● **EXERCISE PROMPT**:
In the entries below, how many lines hold the string "tradetime"? Give only the number.

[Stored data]
·····

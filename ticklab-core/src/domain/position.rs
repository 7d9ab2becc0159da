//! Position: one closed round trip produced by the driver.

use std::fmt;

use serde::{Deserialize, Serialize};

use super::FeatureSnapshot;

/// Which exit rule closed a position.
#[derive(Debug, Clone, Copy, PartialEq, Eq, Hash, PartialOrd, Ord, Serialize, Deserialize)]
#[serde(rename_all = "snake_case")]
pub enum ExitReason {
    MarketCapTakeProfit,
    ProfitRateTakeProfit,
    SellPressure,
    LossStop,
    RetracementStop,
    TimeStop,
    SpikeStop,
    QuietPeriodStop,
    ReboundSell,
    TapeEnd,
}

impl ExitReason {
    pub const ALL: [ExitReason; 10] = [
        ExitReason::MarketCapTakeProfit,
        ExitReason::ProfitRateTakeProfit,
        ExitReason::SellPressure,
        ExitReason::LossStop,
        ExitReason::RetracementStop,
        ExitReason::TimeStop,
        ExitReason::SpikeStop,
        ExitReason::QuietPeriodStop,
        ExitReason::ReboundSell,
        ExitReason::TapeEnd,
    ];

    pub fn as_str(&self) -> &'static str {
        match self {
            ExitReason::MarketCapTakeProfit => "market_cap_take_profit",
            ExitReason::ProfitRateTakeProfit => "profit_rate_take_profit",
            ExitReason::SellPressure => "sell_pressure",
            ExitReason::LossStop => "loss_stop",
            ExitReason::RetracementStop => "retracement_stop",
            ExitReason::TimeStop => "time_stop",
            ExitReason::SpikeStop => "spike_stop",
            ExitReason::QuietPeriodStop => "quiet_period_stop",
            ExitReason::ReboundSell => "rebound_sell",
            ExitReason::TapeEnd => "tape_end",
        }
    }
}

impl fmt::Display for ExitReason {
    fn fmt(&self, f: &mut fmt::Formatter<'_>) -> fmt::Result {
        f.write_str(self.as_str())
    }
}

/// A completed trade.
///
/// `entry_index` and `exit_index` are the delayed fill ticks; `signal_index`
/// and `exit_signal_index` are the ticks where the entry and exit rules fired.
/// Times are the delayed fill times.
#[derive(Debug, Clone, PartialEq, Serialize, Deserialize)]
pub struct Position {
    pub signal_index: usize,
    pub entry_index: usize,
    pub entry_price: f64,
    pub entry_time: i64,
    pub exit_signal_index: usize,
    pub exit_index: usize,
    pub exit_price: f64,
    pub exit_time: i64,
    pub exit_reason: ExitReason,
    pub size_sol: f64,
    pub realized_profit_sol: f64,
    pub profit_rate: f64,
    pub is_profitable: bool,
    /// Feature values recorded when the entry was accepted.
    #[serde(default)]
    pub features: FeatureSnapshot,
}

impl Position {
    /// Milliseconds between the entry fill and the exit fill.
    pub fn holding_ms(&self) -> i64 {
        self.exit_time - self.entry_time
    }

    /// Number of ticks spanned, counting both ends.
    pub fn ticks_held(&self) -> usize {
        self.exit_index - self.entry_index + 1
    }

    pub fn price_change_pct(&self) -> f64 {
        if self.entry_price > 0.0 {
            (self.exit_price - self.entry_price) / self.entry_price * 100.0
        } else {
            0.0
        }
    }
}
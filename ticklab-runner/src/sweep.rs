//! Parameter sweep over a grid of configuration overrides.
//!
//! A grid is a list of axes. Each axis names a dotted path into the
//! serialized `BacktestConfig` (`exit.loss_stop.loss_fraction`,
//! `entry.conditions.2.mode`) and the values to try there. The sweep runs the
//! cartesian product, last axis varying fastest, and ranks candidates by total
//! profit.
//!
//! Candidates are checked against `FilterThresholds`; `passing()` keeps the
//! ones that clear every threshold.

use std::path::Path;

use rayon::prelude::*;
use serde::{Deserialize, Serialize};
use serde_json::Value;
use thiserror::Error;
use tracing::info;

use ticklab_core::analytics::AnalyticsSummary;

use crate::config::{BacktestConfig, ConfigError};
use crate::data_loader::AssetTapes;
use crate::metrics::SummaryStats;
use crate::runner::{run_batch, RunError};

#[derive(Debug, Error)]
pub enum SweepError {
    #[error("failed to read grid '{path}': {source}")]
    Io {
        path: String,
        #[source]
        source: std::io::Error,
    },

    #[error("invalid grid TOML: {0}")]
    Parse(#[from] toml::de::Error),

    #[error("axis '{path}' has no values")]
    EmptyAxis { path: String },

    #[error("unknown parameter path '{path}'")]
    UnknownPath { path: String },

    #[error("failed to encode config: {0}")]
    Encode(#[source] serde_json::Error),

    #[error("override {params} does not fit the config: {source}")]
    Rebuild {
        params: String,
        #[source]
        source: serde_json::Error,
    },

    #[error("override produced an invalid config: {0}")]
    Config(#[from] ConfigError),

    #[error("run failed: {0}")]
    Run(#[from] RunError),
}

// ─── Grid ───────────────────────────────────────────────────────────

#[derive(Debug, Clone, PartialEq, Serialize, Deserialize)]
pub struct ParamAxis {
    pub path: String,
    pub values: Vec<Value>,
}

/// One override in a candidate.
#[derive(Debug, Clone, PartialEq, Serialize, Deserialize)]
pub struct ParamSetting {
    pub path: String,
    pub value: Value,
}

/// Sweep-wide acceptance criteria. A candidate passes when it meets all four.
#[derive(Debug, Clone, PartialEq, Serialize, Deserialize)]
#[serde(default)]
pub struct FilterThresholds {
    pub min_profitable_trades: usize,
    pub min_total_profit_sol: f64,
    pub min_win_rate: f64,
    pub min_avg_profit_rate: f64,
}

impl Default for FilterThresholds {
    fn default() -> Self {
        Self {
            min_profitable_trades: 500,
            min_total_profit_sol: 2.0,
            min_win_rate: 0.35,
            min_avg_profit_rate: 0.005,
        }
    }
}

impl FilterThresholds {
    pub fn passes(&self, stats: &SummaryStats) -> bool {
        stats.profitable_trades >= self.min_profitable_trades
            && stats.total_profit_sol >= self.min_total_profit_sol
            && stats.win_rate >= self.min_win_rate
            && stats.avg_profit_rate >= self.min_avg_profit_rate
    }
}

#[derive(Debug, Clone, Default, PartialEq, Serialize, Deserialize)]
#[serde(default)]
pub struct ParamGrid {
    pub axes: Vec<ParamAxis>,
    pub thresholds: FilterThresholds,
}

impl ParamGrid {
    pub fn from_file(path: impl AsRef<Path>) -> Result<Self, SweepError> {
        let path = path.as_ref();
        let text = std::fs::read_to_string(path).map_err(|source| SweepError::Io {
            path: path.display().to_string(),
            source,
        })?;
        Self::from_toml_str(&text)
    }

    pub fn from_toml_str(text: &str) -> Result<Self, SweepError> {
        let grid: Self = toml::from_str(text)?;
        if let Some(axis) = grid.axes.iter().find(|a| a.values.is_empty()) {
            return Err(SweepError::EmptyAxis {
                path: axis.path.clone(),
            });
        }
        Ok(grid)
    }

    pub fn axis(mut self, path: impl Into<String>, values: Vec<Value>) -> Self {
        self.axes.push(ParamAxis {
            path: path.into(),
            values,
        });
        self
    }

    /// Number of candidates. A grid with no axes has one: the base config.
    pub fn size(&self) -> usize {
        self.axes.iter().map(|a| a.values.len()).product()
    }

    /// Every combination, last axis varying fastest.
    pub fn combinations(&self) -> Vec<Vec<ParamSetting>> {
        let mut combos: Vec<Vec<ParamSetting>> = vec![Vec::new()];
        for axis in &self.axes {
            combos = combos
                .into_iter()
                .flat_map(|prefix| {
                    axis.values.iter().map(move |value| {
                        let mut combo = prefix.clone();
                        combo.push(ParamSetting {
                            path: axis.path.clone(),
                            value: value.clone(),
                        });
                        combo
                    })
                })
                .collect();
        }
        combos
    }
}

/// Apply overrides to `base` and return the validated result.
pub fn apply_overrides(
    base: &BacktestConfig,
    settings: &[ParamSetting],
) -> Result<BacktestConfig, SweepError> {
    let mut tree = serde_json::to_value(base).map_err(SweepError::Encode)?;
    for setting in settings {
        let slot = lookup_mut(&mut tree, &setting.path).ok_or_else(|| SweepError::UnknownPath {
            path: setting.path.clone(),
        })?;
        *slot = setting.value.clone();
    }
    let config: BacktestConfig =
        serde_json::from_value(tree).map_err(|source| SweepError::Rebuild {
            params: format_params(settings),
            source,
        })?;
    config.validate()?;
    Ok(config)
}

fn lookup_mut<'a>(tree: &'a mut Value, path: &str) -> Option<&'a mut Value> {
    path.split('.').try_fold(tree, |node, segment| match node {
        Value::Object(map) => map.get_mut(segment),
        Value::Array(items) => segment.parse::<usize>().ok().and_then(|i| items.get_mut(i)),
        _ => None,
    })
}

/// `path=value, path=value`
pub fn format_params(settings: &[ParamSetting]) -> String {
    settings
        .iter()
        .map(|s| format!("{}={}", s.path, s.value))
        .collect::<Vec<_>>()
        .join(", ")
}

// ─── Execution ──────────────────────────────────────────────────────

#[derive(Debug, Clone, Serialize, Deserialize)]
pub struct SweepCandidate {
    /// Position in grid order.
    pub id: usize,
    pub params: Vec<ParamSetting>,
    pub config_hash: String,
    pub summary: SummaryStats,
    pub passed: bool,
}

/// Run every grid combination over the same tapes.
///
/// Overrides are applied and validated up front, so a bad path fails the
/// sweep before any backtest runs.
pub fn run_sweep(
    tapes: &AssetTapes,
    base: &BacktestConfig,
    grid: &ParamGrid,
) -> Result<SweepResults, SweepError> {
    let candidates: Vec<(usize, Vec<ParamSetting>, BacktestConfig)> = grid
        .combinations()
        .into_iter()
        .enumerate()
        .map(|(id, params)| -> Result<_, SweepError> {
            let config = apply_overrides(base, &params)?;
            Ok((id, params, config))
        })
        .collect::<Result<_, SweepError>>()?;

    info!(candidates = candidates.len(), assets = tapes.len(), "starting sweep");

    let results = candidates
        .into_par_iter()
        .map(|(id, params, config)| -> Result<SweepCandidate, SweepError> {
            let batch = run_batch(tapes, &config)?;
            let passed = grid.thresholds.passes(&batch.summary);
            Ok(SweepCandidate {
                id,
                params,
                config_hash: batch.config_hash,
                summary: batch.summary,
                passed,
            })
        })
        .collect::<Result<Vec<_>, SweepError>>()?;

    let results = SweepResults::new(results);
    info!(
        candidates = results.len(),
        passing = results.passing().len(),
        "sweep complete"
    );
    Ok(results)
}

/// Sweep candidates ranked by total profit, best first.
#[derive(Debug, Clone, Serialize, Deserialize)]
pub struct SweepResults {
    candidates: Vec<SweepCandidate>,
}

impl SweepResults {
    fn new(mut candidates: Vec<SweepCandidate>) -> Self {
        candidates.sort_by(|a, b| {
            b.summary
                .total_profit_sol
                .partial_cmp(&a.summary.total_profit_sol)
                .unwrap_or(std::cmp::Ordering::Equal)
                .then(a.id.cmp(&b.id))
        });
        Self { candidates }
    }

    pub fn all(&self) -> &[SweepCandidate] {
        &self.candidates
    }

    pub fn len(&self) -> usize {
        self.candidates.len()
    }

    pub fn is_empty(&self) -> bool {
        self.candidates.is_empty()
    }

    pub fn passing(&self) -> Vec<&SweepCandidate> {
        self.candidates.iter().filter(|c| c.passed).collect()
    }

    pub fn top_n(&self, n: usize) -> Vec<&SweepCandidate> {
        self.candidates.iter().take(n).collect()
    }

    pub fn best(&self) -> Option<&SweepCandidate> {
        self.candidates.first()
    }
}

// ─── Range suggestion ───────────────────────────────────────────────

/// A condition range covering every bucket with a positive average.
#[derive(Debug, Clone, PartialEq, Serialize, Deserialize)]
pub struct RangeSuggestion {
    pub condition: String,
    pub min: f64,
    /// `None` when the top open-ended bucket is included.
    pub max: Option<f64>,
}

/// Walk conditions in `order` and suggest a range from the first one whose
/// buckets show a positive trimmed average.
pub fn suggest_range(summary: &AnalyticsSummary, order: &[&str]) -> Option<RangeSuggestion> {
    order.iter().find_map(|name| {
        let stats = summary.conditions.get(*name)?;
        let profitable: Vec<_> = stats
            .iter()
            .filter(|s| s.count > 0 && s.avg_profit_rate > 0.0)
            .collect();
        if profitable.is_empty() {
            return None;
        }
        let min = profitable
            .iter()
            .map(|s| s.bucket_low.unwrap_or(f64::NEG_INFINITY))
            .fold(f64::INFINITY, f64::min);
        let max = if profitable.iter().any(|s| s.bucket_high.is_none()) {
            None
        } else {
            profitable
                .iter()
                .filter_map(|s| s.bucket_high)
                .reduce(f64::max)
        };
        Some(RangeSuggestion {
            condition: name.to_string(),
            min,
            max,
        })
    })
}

·····

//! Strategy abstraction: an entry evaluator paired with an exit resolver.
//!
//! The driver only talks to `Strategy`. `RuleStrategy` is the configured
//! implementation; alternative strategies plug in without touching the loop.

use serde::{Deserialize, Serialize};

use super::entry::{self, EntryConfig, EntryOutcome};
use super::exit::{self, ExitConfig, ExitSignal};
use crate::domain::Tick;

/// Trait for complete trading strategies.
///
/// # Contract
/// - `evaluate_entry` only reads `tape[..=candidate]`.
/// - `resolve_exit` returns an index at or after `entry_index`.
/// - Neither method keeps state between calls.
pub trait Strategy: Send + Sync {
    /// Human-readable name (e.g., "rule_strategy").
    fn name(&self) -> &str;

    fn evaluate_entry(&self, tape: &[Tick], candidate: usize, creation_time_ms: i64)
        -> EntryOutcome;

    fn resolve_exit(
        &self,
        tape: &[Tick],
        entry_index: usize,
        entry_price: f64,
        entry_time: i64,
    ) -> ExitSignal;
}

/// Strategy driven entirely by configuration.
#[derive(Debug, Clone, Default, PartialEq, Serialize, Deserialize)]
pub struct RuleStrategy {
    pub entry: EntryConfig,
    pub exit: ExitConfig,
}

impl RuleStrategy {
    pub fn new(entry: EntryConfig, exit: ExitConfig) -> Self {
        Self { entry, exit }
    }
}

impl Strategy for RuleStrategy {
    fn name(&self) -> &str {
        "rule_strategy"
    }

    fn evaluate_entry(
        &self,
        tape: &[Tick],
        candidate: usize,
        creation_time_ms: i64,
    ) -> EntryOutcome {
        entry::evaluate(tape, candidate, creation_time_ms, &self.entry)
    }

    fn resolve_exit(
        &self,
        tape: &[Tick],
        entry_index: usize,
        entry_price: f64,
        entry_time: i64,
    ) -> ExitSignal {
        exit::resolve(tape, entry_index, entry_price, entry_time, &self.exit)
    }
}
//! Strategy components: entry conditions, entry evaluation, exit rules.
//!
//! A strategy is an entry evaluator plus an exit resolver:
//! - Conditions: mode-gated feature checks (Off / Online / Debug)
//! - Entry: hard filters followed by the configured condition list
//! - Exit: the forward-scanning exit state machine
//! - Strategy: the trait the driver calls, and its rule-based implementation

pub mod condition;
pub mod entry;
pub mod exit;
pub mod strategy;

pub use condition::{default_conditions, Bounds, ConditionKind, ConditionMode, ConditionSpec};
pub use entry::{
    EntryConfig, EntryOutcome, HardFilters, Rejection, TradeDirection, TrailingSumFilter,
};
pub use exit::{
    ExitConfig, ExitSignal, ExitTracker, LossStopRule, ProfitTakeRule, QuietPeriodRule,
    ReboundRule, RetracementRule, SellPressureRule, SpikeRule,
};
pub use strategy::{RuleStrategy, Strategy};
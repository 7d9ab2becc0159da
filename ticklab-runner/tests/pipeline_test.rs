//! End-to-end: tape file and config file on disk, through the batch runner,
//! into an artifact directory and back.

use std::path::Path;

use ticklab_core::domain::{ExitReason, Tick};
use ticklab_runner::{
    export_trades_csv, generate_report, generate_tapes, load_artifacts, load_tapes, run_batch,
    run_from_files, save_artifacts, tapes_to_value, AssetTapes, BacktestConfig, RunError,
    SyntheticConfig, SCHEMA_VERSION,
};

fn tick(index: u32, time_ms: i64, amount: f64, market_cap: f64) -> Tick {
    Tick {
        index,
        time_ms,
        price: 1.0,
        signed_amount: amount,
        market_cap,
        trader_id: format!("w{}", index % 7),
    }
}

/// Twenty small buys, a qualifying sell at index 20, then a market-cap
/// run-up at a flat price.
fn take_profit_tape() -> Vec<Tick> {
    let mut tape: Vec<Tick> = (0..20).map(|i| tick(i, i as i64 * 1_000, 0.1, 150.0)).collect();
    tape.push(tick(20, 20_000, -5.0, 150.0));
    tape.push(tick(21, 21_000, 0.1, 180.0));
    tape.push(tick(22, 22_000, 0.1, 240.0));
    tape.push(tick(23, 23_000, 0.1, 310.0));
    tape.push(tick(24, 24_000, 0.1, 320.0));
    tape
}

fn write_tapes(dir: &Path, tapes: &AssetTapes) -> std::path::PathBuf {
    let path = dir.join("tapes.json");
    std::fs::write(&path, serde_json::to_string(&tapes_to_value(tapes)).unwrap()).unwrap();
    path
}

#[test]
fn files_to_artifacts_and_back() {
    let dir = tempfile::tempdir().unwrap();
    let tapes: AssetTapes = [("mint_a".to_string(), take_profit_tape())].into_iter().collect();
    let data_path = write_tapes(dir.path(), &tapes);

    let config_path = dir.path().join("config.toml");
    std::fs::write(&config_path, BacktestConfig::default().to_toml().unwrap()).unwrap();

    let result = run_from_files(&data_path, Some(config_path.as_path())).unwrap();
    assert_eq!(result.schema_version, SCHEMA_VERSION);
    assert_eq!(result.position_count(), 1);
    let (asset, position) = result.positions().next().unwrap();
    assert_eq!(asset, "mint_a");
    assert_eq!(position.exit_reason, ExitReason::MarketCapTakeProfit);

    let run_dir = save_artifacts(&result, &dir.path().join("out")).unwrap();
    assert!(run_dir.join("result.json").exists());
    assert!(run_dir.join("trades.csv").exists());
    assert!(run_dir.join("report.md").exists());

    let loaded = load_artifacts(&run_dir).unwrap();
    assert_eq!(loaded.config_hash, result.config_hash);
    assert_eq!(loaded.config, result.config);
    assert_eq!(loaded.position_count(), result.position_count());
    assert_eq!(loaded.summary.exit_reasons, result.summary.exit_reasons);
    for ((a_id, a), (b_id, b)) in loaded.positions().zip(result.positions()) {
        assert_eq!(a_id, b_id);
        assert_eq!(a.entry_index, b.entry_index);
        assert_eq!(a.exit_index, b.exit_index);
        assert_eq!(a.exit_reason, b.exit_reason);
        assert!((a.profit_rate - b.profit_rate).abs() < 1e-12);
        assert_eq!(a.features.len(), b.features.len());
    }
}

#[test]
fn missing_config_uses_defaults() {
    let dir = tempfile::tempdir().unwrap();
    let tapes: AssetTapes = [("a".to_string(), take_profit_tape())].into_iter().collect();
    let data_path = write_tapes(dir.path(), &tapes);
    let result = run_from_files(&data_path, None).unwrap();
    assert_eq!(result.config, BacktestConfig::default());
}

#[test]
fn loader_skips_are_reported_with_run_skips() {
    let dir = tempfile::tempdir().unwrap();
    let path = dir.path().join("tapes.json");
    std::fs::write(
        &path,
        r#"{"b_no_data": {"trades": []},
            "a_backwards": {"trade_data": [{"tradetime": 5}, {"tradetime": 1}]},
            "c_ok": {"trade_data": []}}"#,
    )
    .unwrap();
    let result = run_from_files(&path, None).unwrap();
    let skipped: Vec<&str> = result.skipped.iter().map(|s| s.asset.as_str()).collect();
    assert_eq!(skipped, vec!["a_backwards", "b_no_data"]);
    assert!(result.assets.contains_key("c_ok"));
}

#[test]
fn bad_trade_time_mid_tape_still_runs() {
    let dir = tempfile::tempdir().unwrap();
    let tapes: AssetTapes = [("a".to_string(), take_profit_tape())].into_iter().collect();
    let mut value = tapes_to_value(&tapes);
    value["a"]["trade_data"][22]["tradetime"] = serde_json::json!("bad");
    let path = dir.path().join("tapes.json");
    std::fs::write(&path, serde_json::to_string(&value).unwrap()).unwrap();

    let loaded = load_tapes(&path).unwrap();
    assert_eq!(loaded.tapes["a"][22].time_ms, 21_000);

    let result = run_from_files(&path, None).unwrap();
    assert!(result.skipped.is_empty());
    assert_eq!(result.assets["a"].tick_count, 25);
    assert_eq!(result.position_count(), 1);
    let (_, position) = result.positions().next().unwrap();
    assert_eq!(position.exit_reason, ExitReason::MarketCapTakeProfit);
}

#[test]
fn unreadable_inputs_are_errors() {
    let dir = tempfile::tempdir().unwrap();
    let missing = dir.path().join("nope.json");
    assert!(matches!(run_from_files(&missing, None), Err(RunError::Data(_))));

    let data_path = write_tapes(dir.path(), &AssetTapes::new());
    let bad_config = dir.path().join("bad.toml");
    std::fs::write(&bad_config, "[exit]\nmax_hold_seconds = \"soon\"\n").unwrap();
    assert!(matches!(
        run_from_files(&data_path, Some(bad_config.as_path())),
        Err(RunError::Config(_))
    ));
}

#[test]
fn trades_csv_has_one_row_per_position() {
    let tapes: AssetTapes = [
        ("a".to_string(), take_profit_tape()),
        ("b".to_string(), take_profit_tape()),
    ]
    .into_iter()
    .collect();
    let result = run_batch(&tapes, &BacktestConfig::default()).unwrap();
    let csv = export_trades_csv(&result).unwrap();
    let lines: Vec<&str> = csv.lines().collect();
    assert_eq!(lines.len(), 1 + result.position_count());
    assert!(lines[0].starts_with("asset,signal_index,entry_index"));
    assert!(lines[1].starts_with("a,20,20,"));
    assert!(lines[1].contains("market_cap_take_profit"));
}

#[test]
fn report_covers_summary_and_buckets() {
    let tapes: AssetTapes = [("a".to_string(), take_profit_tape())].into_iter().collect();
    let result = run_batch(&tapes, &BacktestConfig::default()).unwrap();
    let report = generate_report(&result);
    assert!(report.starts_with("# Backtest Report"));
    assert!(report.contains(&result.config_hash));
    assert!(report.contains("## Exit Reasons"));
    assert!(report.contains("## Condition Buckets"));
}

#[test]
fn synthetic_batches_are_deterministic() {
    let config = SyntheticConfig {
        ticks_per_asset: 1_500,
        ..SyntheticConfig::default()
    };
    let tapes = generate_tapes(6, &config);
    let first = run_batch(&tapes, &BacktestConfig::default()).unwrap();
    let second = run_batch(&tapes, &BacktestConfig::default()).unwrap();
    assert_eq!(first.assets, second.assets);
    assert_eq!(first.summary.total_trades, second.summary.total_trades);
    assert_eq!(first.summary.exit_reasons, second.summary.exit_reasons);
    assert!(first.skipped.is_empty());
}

·····

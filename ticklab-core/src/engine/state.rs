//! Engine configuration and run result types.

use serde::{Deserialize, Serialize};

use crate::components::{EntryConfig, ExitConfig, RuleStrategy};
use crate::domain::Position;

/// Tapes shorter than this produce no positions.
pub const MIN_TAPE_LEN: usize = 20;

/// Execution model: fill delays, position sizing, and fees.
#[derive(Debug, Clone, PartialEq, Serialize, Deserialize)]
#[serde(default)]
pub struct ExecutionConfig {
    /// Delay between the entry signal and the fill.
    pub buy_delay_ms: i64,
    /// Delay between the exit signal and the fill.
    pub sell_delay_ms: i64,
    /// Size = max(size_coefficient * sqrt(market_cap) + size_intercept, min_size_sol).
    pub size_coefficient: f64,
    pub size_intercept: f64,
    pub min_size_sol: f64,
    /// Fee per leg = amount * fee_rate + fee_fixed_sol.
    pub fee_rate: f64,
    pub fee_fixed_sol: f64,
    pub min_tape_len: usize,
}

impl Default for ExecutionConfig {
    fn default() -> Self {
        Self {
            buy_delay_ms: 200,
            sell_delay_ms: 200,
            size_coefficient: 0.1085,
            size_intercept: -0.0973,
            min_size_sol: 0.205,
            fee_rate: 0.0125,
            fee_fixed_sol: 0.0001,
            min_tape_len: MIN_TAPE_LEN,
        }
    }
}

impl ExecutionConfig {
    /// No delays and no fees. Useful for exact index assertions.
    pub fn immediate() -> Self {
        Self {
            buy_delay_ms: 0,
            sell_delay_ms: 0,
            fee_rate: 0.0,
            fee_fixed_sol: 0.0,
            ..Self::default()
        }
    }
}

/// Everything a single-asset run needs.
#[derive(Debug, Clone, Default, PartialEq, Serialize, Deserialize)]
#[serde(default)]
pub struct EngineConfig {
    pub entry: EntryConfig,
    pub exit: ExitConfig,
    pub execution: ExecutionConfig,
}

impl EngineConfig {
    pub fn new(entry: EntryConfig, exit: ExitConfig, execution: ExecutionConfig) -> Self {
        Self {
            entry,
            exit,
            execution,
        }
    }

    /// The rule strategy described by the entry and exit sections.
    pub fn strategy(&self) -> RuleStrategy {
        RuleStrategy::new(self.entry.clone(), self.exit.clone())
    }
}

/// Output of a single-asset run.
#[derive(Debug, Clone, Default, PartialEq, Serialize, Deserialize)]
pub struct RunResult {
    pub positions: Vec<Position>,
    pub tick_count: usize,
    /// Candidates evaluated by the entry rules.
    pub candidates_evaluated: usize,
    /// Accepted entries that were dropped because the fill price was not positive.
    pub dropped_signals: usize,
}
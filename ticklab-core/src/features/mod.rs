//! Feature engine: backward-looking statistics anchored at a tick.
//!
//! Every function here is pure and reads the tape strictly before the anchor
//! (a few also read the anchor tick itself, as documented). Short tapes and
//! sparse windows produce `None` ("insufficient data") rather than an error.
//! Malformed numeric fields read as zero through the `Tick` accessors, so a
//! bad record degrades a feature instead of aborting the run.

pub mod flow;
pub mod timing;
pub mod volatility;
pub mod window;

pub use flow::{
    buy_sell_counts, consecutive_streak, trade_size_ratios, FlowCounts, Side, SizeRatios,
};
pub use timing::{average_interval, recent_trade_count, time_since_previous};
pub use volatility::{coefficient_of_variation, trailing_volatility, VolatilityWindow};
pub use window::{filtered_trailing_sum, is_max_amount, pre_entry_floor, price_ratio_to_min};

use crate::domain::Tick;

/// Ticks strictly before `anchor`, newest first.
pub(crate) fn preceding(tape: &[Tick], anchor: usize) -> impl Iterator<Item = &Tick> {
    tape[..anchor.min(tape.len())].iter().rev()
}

·····

● **TASK RESPONSE**:
2